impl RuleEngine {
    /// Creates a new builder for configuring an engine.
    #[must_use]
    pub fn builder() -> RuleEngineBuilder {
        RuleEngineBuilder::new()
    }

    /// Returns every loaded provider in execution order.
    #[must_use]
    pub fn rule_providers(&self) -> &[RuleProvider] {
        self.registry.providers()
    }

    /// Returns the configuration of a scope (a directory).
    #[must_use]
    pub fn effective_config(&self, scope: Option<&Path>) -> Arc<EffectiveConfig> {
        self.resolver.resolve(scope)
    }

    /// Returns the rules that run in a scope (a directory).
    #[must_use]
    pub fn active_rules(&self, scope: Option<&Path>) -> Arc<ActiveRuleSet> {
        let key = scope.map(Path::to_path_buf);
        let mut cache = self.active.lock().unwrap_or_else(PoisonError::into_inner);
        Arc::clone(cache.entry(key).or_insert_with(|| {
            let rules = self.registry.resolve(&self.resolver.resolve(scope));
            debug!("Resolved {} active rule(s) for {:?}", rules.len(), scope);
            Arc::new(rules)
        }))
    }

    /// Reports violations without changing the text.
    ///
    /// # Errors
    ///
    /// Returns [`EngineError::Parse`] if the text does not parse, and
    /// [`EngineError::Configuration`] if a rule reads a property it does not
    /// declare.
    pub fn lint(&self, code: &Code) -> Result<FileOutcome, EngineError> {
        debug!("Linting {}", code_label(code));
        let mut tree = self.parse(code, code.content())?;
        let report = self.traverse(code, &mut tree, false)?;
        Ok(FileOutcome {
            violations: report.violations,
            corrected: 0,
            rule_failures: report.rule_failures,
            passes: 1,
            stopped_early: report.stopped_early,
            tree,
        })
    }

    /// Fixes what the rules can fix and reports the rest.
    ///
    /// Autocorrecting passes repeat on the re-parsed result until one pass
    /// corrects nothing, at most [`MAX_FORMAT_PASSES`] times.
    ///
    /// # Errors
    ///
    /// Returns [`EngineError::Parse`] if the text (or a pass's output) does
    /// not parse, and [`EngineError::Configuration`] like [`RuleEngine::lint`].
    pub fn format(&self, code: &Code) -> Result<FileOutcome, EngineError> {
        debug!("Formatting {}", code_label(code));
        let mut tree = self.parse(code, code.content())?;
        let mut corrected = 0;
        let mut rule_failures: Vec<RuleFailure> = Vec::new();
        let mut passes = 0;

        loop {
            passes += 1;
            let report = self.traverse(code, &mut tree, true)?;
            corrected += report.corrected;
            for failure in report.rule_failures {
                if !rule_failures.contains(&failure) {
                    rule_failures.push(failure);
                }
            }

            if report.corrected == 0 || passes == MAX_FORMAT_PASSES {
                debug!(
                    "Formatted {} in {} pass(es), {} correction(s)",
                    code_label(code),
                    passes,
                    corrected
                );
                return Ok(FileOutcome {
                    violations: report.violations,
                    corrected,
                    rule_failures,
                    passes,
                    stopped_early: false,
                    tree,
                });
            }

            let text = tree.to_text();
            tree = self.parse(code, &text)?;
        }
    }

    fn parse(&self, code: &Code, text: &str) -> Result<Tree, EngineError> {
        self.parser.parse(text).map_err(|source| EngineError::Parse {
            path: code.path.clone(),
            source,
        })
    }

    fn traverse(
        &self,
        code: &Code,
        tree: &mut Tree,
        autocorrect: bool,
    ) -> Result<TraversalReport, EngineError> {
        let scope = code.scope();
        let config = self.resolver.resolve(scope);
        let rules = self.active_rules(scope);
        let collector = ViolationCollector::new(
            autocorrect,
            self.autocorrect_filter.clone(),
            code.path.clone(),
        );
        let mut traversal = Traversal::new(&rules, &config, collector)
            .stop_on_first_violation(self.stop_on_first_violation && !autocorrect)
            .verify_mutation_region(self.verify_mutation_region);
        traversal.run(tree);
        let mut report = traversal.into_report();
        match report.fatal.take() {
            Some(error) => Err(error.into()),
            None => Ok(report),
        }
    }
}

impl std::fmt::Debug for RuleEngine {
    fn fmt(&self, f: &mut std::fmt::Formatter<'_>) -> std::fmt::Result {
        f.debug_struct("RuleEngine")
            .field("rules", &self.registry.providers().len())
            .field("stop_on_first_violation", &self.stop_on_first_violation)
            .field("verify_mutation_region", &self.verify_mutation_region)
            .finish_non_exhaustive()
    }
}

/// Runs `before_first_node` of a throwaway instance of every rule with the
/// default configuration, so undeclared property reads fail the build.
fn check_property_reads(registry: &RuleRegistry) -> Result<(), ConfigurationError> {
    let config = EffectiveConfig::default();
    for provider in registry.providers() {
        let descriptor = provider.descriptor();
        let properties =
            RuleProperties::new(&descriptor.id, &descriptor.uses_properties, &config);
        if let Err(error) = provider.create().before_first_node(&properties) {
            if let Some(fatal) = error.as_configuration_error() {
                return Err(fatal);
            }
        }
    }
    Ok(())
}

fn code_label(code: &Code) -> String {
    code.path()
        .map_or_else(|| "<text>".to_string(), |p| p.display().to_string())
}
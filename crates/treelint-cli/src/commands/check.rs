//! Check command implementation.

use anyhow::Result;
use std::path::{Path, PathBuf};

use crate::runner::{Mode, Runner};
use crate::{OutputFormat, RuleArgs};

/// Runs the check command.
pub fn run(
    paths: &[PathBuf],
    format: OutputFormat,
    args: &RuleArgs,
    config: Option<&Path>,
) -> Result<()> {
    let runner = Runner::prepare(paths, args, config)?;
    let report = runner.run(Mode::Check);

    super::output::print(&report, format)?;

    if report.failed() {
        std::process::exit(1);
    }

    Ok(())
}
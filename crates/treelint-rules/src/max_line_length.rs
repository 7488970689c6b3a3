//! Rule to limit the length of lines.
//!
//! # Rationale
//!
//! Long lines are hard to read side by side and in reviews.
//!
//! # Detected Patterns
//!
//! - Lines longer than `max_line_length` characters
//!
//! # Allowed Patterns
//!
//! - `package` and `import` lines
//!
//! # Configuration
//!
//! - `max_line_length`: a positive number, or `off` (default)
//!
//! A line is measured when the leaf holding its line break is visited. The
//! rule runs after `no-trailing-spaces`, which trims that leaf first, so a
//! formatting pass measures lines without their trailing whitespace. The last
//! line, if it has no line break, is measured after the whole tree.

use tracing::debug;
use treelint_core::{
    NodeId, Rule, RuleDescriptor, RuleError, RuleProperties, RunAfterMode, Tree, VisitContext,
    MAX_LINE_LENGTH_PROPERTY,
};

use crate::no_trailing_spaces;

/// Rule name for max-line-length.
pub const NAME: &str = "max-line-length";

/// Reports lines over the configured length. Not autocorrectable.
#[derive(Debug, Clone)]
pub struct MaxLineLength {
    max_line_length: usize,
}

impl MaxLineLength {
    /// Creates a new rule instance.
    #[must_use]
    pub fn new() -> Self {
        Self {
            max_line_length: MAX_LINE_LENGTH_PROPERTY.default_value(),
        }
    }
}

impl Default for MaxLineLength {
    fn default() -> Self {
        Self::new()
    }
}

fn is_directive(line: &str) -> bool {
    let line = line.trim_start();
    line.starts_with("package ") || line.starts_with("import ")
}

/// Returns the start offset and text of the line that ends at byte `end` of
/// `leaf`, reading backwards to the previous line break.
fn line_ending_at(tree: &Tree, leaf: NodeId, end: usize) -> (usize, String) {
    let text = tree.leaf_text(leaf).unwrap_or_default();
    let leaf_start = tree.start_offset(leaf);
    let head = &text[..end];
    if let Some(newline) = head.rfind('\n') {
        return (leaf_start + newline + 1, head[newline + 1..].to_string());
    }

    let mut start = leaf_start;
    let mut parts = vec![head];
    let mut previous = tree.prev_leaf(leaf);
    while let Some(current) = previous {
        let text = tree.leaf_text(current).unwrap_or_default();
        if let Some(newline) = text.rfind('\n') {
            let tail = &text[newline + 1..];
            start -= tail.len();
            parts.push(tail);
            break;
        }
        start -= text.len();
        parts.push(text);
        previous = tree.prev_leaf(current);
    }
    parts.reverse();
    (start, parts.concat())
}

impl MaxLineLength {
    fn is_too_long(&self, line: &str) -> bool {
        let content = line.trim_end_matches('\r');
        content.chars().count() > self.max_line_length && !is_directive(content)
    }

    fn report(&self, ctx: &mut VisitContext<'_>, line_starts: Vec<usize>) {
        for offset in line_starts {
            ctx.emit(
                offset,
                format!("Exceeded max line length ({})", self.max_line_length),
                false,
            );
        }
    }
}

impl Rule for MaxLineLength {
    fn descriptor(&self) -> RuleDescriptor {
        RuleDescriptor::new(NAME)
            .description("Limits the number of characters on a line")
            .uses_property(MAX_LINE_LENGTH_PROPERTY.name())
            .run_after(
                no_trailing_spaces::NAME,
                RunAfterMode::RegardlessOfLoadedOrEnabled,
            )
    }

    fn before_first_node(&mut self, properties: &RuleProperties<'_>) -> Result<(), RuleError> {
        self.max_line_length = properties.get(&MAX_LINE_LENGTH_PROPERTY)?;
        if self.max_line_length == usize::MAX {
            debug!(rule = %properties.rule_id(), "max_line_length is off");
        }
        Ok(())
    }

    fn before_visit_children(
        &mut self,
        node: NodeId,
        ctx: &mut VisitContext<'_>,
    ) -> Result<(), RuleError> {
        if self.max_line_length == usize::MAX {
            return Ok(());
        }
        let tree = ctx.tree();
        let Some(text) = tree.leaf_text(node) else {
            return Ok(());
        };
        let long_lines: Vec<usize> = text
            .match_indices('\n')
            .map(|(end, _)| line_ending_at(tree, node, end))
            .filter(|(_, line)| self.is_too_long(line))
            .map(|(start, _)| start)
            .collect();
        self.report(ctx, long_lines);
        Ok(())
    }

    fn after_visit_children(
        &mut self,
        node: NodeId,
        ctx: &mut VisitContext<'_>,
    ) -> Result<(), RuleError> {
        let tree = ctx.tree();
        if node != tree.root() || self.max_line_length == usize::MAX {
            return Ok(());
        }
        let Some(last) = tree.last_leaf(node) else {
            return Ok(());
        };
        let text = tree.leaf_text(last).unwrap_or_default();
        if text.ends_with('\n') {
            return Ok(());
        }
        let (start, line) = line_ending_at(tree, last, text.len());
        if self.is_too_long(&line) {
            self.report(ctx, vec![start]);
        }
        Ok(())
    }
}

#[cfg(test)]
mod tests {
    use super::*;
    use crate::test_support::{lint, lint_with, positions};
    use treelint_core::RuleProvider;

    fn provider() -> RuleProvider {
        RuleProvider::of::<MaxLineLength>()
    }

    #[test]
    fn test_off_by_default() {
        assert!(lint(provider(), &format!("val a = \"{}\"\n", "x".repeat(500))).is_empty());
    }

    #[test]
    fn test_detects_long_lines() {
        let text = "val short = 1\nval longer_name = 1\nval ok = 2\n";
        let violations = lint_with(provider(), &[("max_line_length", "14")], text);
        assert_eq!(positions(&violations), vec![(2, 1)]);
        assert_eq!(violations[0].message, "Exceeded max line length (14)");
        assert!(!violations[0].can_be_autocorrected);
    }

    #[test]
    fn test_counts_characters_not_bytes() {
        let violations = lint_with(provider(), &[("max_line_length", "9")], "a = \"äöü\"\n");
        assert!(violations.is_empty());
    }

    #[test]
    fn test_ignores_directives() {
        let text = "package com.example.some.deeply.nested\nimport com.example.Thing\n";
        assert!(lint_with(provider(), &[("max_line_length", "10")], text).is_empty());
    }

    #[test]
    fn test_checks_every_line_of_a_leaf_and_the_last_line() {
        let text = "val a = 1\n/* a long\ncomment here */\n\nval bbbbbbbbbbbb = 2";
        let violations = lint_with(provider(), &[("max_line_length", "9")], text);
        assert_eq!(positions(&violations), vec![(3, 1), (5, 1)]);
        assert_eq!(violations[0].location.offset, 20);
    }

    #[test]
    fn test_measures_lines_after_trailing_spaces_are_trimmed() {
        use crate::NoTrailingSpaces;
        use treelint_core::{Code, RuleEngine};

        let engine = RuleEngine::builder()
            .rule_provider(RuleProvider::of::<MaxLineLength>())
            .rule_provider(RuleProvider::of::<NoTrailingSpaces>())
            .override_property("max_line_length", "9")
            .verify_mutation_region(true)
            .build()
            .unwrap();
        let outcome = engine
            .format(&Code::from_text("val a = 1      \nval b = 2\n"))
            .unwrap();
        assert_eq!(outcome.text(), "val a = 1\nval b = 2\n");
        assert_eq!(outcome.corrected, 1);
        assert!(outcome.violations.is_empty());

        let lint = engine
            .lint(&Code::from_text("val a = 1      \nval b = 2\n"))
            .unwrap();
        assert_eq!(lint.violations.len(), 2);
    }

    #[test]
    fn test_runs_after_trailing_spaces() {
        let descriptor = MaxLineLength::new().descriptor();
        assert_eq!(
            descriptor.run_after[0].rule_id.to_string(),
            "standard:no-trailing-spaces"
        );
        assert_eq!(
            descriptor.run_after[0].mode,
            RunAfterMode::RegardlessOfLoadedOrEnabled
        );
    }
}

---+---

### [What is expected]
Show each line of the material above where "parts" occurs.

### [Answer to this exercise]
    let mut parts = vec![head];
            parts.push(tail);
        parts.push(text);
    parts.reverse();
    (start, parts.concat())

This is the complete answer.